Most recently, Guerin et al published a RCT that attempted to answer these previous questions (8). They compared 474 (of 3449) with severe ARDS, who had been intubated and ventilated for less than 36 hours. They were assign to either a supine group receiving best practice therapy for preventing ventilator related lung injury including low tidal volumes (6ml/kg), appropriate use of PEEP (mean was 10cmH2O), and plateau pressure less than 30cmH2O, or to a prone group that were proned for at least 16 consecutive hours per day for up to 28 days. The prone group was also given 12-24 hours to be stabilized prior to initiation of any proning within that 36-hour period.
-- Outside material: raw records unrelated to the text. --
//! End-to-end pipeline runs over stub services

mod common;

use common::{failing_step, ok_step, sample_index, ScriptedLlm, StaticGraph};
use composable_rag::degradation::{DegradationLevel, DegradationManager};
use composable_rag::pipeline::{
    result_key, ExecutionContext, FnOperation, Operation, PipelineBuilder, RunStatus,
};
use composable_rag::services::{
    Service, FALLBACK_MODEL, GRAPH_CLIENT, LLM_SERVICE, VECTOR_INDEX,
};
use composable_rag::{OperationError, RagError};
use serde_json::json;
use std::sync::atomic::{AtomicUsize, Ordering};
use std::sync::Arc;

const QUESTION: &str = "Who founded Huawei?";

fn full_pipeline(
    llm: Arc<ScriptedLlm>,
    graph: Arc<StaticGraph>,
    degradation: Arc<DegradationManager>,
) -> composable_rag::Pipeline {
    PipelineBuilder::new("graph_vector_rag", degradation)
        .with_service(LLM_SERVICE, Service::Llm(llm))
        .with_service(GRAPH_CLIENT, Service::Graph(graph))
        .with_service(VECTOR_INDEX, Service::Vector(Arc::new(sample_index())))
        .with_service(FALLBACK_MODEL, Service::from("template"))
        .add_entity_recognition(true)
        .add_graph_query(true)
        .add_vector_query(3, true)
        .add_result_refinement(true)
        .build()
        .unwrap()
}

#[tokio::test]
async fn test_healthy_run_uses_primaries() {
    let llm = ScriptedLlm::healthy();
    let graph = Arc::new(StaticGraph::default());
    let degradation = Arc::new(DegradationManager::new());
    let pipeline = full_pipeline(llm.clone(), graph.clone(), degradation.clone());

    let (ctx, report) = pipeline.execute(ExecutionContext::for_query(QUESTION)).await;

    assert!(report.is_completed());
    assert!(report.fallbacks_used.is_empty());
    assert_eq!(
        report.executed,
        vec!["EntityRecognition", "GraphQuery", "VectorQuery", "ResultRefinement"]
    );
    assert_eq!(llm.calls(), 3);

    let answer = ctx.result_of("ResultRefinement").unwrap();
    assert_eq!(answer["answer"], "Huawei was founded by Ren Zhengfei in 1987.");
    assert_eq!(ctx.result_of("EntityRecognition").unwrap(), &json!(["Huawei", "Ren Zhengfei"]));

    let queries = graph.queries.lock().unwrap();
    assert_eq!(queries.len(), 1);
    assert!(queries[0].starts_with("g.V()"));
    assert!(degradation.degraded_operations().is_empty());
}

#[tokio::test]
async fn test_model_outage_retries_fallbacks() {
    let llm = ScriptedLlm::healthy();
    llm.set_down(true);
    let graph = Arc::new(StaticGraph::default());
    let degradation = Arc::new(DegradationManager::new());
    let pipeline = full_pipeline(llm.clone(), graph, degradation.clone());

    let (ctx, report) = pipeline.execute(ExecutionContext::for_query(QUESTION)).await;

    assert!(report.is_completed());
    assert_eq!(report.fallbacks_used.len(), 3);
    assert_eq!(report.fallbacks_used["GraphQuery"], "VertexLookup");
    assert!(ctx.contains(&result_key("KeywordExtraction")));
    assert!(!ctx.contains(&result_key("EntityRecognition")));

    let answer = ctx.result_of("TemplateAnswer").unwrap();
    assert!(answer["answer"]
        .as_str()
        .unwrap()
        .starts_with("Relevant information for \"Who founded Huawei?\""));
    assert_eq!(answer["model"], "template");

    // One failure each: below the partial threshold
    let status = degradation.get_degradation_status("ResultRefinement");
    assert_eq!(status.error_count, 1);
    assert!(!status.degraded);
}

#[tokio::test]
async fn test_repeated_outage_substitutes_without_calling_model() {
    let llm = ScriptedLlm::healthy();
    llm.set_down(true);
    let degradation = Arc::new(DegradationManager::new());
    let pipeline = full_pipeline(
        llm.clone(),
        Arc::new(StaticGraph::default()),
        degradation.clone(),
    );

    for run in 1..=3 {
        let (_, report) = pipeline.execute(ExecutionContext::for_query(QUESTION)).await;
        assert!(report.is_completed());
        if run == 3 {
            // Third failure escalates each model-backed step
            assert_eq!(report.degradations.len(), 3);
            assert!(report
                .degradations
                .iter()
                .all(|e| e.level == DegradationLevel::Partial));
        }
    }
    assert_eq!(
        degradation.degraded_operations(),
        vec!["EntityRecognition", "GraphQuery", "ResultRefinement"]
    );

    let calls_before = llm.calls();
    let (ctx, report) = pipeline.execute(ExecutionContext::for_query(QUESTION)).await;
    assert!(report.is_completed());
    assert_eq!(llm.calls(), calls_before);
    assert_eq!(report.fallbacks_used.len(), 3);
    assert!(ctx.contains(&result_key("TemplateAnswer")));

    // Recovery is explicit
    llm.set_down(false);
    degradation.reset_all_degradations();
    let (ctx, report) = pipeline.execute(ExecutionContext::for_query(QUESTION)).await;
    assert!(report.fallbacks_used.is_empty());
    assert!(ctx.contains(&result_key("ResultRefinement")));
}

#[tokio::test]
async fn test_degraded_step_runs_only_its_fallback() {
    let degradation = Arc::new(DegradationManager::new());
    for _ in 0..3 {
        degradation.record_error("A", "flaky");
    }

    let pipeline = PipelineBuilder::new("custom", degradation.clone())
        .add_step(ok_step("A", json!("primary")), Some(ok_step("A2", json!("fallback"))))
        .add_step(ok_step("B", json!("b")), None)
        .build()
        .unwrap();

    let (ctx, report) = pipeline.execute(ExecutionContext::for_query("q")).await;

    assert!(report.is_completed());
    assert_eq!(report.fallbacks_used["A"], "A2");
    assert_eq!(ctx.result_of("A2"), Some(&json!("fallback")));
    assert!(ctx.result_of("A").is_none());
    assert_eq!(report.degradations[0].operation, "A");
    assert_eq!(report.degradations[0].level, DegradationLevel::Partial);
}

#[tokio::test]
async fn test_substituted_fallback_failure_aborts_without_primary() {
    let degradation = Arc::new(DegradationManager::new());
    for _ in 0..3 {
        degradation.record_error("B", "timeout");
    }

    let primary_calls = Arc::new(AtomicUsize::new(0));
    let counted = primary_calls.clone();
    let primary: Arc<dyn Operation> = Arc::new(FnOperation::new("B", move |_ctx: ExecutionContext| {
        counted.fetch_add(1, Ordering::SeqCst);
        async move { Ok::<_, OperationError>(json!("primary")) }
    }));

    let pipeline = PipelineBuilder::new("custom", degradation.clone())
        .add_step(ok_step("A", json!("a")), None)
        .add_step(primary, Some(failing_step("B2", "index offline")))
        .add_step(ok_step("C", json!("c")), None)
        .build()
        .unwrap();

    let (ctx, report) = pipeline.execute(ExecutionContext::for_query("q")).await;

    assert_eq!(
        report.status,
        RunStatus::Aborted {
            operation: "B".to_string(),
            reason: "index offline".to_string(),
        }
    );
    assert_eq!(primary_calls.load(Ordering::SeqCst), 0);
    assert_eq!(report.fallbacks_used["B"], "B2");
    assert!(report.operation_times.contains_key("A"));
    assert!(!report.operation_times.contains_key("C"));
    assert_eq!(ctx.result_of("A"), Some(&json!("a")));

    assert_eq!(degradation.get_degradation_status("B2").error_count, 1);
    assert_eq!(degradation.get_degradation_status("B").error_count, 3);
}

#[tokio::test]
async fn test_failure_keeps_earlier_results() {
    let degradation = Arc::new(DegradationManager::new());
    let pipeline = PipelineBuilder::new("custom", degradation.clone())
        .add_step(ok_step("A", json!({"rows": 2})), None)
        .add_step(failing_step("B", "graph unreachable"), None)
        .add_step(ok_step("C", json!("never")), None)
        .build()
        .unwrap();

    let (ctx, report) = pipeline.execute(ExecutionContext::for_query("q")).await;

    assert_eq!(
        report.status,
        RunStatus::Aborted {
            operation: "B".to_string(),
            reason: "graph unreachable".to_string(),
        }
    );
    assert!(report.operation_times.contains_key("A"));
    assert!(!report.operation_times.contains_key("C"));
    assert_eq!(ctx.result_of("A"), Some(&json!({"rows": 2})));
    assert!(ctx.result_of("C").is_none());
    assert_eq!(degradation.get_degradation_status("B").error_count, 1);

    match report.error() {
        Some(RagError::PipelineAborted { operation, .. }) => assert_eq!(operation, "B"),
        other => panic!("unexpected error {:?}", other),
    }
}

#[tokio::test]
async fn test_builder_rejects_missing_service() {
    let err = PipelineBuilder::new("broken", Arc::new(DegradationManager::new()))
        .add_graph_query(true)
        .build()
        .unwrap_err();

    assert!(matches!(err, RagError::InvalidPipeline(_)));
    assert!(err.to_string().contains("GraphQuery"));
}
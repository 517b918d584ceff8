//! Fluent pipeline assembly

use crate::degradation::DegradationManager;
use crate::errors::{RagError, Result};
use crate::pipeline::executor::Pipeline;
use crate::pipeline::operation::{Operation, PipelineStep};
use crate::pipeline::operations::{
    EntityRecognition, GraphQuery, KeywordExtraction, KeywordMatch, ResultRefinement,
    TemplateAnswer, VectorQuery, VertexLookup,
};
use crate::services::{Service, ServiceRegistry};
use std::collections::HashSet;
use std::sync::Arc;

/// Collects services and steps, then freezes them into a [`Pipeline`]
pub struct PipelineBuilder {
    name: String,
    steps: Vec<PipelineStep>,
    services: ServiceRegistry,
    degradation: Arc<DegradationManager>,
}

impl PipelineBuilder {
    pub fn new(name: impl Into<String>, degradation: Arc<DegradationManager>) -> Self {
        Self {
            name: name.into(),
            steps: Vec::new(),
            services: ServiceRegistry::new(),
            degradation,
        }
    }

    /// Register a named dependency available to every step
    pub fn with_service(mut self, name: impl Into<String>, service: Service) -> Self {
        self.services.register(name, service);
        self
    }

    /// Append a custom step
    pub fn add_step(
        mut self,
        operation: Arc<dyn Operation>,
        fallback: Option<Arc<dyn Operation>>,
    ) -> Self {
        let step = match fallback {
            Some(fallback) => PipelineStep::with_fallback(operation, fallback),
            None => PipelineStep::new(operation),
        };
        self.steps.push(step);
        self
    }

    fn add_builtin<P, F>(self, primary: P, fallback: F, with_fallback: bool) -> Self
    where
        P: Operation + 'static,
        F: Operation + 'static,
    {
        let fallback: Option<Arc<dyn Operation>> = if with_fallback {
            Some(Arc::new(fallback))
        } else {
            None
        };
        self.add_step(Arc::new(primary), fallback)
    }

    pub fn add_entity_recognition(self, with_fallback: bool) -> Self {
        self.add_builtin(EntityRecognition, KeywordExtraction, with_fallback)
    }

    pub fn add_graph_query(self, with_fallback: bool) -> Self {
        self.add_builtin(GraphQuery, VertexLookup::default(), with_fallback)
    }

    pub fn add_vector_query(self, top_k: usize, with_fallback: bool) -> Self {
        self.add_builtin(VectorQuery::new(top_k), KeywordMatch::new(top_k), with_fallback)
    }

    pub fn add_result_refinement(self, with_fallback: bool) -> Self {
        self.add_builtin(ResultRefinement, TemplateAnswer, with_fallback)
    }

    pub fn len(&self) -> usize {
        self.steps.len()
    }

    pub fn is_empty(&self) -> bool {
        self.steps.is_empty()
    }

    /// Validate and freeze the step sequence.
    ///
    /// Rejects an empty pipeline, duplicate step or fallback names, and steps
    /// whose required services were never registered.
    pub fn build(self) -> Result<Pipeline> {
        if self.steps.is_empty() {
            return Err(RagError::InvalidPipeline(format!(
                "pipeline '{}' has no steps",
                self.name
            )));
        }

        let mut names = HashSet::new();
        for step in &self.steps {
            let operations = std::iter::once(step.operation()).chain(step.fallback());
            for operation in operations {
                if !names.insert(operation.name().to_string()) {
                    return Err(RagError::InvalidPipeline(format!(
                        "duplicate operation name '{}'",
                        operation.name()
                    )));
                }

                if let Some(missing) = operation
                    .required_services()
                    .into_iter()
                    .find(|service| !self.services.contains(service))
                {
                    return Err(RagError::InvalidPipeline(format!(
                        "operation '{}' requires service '{}'",
                        operation.name(),
                        missing
                    )));
                }
            }
        }

        tracing::debug!(pipeline = %self.name, steps = self.steps.len(), "pipeline built");
        Ok(Pipeline::new(
            self.name,
            self.steps,
            self.services,
            self.degradation,
        ))
    }
}
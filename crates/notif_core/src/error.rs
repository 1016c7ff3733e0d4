use thiserror::Error;

/// Failures raised while talking to the platform notification center.
///
/// None of these cross the C boundary; the service logs them and moves on.
#[derive(Debug, Clone, Error, PartialEq, Eq)]
pub enum NotificationError {
    #[error("notification permission request failed: {0}")]
    Permission(String),
    #[error("notification permission was not granted")]
    PermissionDenied,
    #[error("invalid trigger: {0}")]
    InvalidTrigger(String),
    #[error("scheduling notification `{id}` failed: {reason}")]
    Scheduling { id: String, reason: String },
    #[error("image `{name}` could not be attached: {reason}")]
    Attachment { name: String, reason: String },
}

#[derive(Debug, Clone, Copy, PartialEq, Eq)]
pub enum ErrorKind {
    Permission,
    Scheduling,
    AttachmentResolution,
}

impl NotificationError {
    pub fn kind(&self) -> ErrorKind {
        match self {
            Self::Permission(_) | Self::PermissionDenied => ErrorKind::Permission,
            Self::InvalidTrigger(_) | Self::Scheduling { .. } => ErrorKind::Scheduling,
            Self::Attachment { .. } => ErrorKind::AttachmentResolution,
        }
    }

    pub fn attachment(name: &str, reason: impl Into<String>) -> Self {
        Self::Attachment {
            name: name.to_string(),
            reason: reason.into(),
        }
    }
}

#[cfg(test)]
mod tests {
    use super::*;

    #[test]
    fn invalid_trigger_counts_as_scheduling_failure() {
        let err = NotificationError::InvalidTrigger("0s".into());
        assert_eq!(err.kind(), ErrorKind::Scheduling);
        assert_eq!(err.to_string(), "invalid trigger: 0s");
    }

    #[test]
    fn attachment_message_names_the_image() {
        let err = NotificationError::attachment("logo", "not found");
        assert_eq!(err.kind(), ErrorKind::AttachmentResolution);
        assert!(err.to_string().contains("`logo`"));
    }
}
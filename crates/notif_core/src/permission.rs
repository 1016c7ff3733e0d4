//! Decoding of the caller-supplied permission bitmask.
//!
//! Bit meanings are fixed: bit0 alert, bit1 sound, bit2 badge, bit3 CarPlay,
//! bit4 critical alert, bit5 provisional. Anything above bit5 is ignored.

use serde::{Deserialize, Serialize};

pub const ALERT: i32 = 0b000001;
pub const SOUND: i32 = 0b000010;
pub const BADGE: i32 = 0b000100;
pub const CARPLAY: i32 = 0b001000;
pub const CRITICAL_ALERT: i32 = 0b010000;
pub const PROVISIONAL: i32 = 0b100000;

#[derive(Debug, Clone, Copy, Serialize, Deserialize, PartialEq, Eq, Hash)]
pub enum Permission {
    Alert,
    Sound,
    Badge,
    CarPlay,
    CriticalAlert,
    Provisional,
}

const PERMISSION_TABLE: [(i32, Permission); 6] = [
    (ALERT, Permission::Alert),
    (SOUND, Permission::Sound),
    (BADGE, Permission::Badge),
    (CARPLAY, Permission::CarPlay),
    (CRITICAL_ALERT, Permission::CriticalAlert),
    (PROVISIONAL, Permission::Provisional),
];

impl Permission {
    pub fn bit(self) -> i32 {
        PERMISSION_TABLE
            .iter()
            .find(|(_, permission)| *permission == self)
            .map(|(bit, _)| *bit)
            .unwrap_or(0)
    }
}

#[derive(Debug, Clone, Copy, Default, Serialize, Deserialize, PartialEq, Eq, Hash)]
pub struct Permissions {
    bits: i32,
}

impl Permissions {
    pub fn empty() -> Self {
        Self::default()
    }

    /// Every option the platform offers; used for the default request.
    pub fn standard() -> Self {
        PERMISSION_TABLE
            .iter()
            .map(|(_, permission)| *permission)
            .collect()
    }

    pub fn from_bits(mask: i32) -> Self {
        let known = PERMISSION_TABLE.iter().fold(0, |acc, (bit, _)| acc | bit);
        Self { bits: mask & known }
    }

    pub fn bits(&self) -> i32 {
        self.bits
    }

    pub fn is_empty(&self) -> bool {
        self.bits == 0
    }

    pub fn contains(&self, permission: Permission) -> bool {
        self.bits & permission.bit() != 0
    }

    pub fn insert(&mut self, permission: Permission) {
        self.bits |= permission.bit();
    }

    pub fn iter(&self) -> impl Iterator<Item = Permission> + '_ {
        PERMISSION_TABLE
            .iter()
            .filter(|(bit, _)| self.bits & bit != 0)
            .map(|(_, permission)| *permission)
    }
}

impl FromIterator<Permission> for Permissions {
    fn from_iter<I: IntoIterator<Item = Permission>>(iter: I) -> Self {
        let mut permissions = Self::empty();
        for permission in iter {
            permissions.insert(permission);
        }
        permissions
    }
}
The results demonstrated a dramatic reduction in mortality between the prone and the supine groups both at 28 days (16% vs. 32%; hazard ratio 0.39, CI 0.25 to0.63) and 90 days (23.6% vs. 41%; hazard ratio 0.44, CI 0.29 to 0.67) respectively, with almost no significant difference in complications in between the two groups. There was an increase in the number of patients suffering cardiac arrest, but this was in the supine group. This was a well-conducted study that was appropriately powered and had good standardization across both groups for ventilation and weaning using a PEEP-FiO2 table. Interestingly, one reason that this study may have shown such an effect size is that all of the centers enrolled had at least five years experience of using the prone position, and that it may only be “safe” technique in experienced hands. However, while further studies may confirm or alter the conditions or patient groups that may most benefit from proning, Guerin et al have shown the prone position has a place in the management of severe ARDS.
References:
(1) Wagstaff A. Oxygen Therapy. IN Bersten A., Soni N., eds Oh’s Intensive Care Manual. Philadelphia: Butterworth-Heinerman/Elsevier: 2009. P315-326.
(2) Mancebo J., Fernandez R., Blanch L., et al. A Multicenter Trial of Prolonged Prone Ventilation in Severe Acute Respiratory Distress Syndrome. Am J Resp Crit Care Med. 2006; 173:1233-9.
(3)Fessler H., & Talmor D. Should Prone positioning be routinely used for lung protection during mechanical ventilation. Respir Care 2010;55(1):88 –96.
(4) Gattinoni L., Carlesso E., Taccone P., et al Prone positioning improves survival in severe ARDS: a pathological review and individual patient meta-analysis Minerva Anestesiologicica 2010. 76;6:p448-454.
(5) Gattinoni L., Tognoni G., Pesenti A., et al. Effect of prone position on the survival of patients with Acute Respiratory failure. NEJM 2001; 345:568-573.
(6) Guerin C., Gaillard S., Lemasson S., et al Effects of Systematic Prone Position in Hypoxemic Acute Respiratory Failure. JAMA 2004; 292(19);p2379-2387.
(7) Taccone p., Pesenti a., Latini R., et al Prone Positioning in patients with moderate and severe acute respiratory distress syndrome. JAMA 2009; 302(18):1977-1984.
(8) Guerin C., Reignier J., Richard J., et al Prone Positioning in Severe Acute Respiratory Distress Syndrome. Engl J Med 2013;368:2159-68.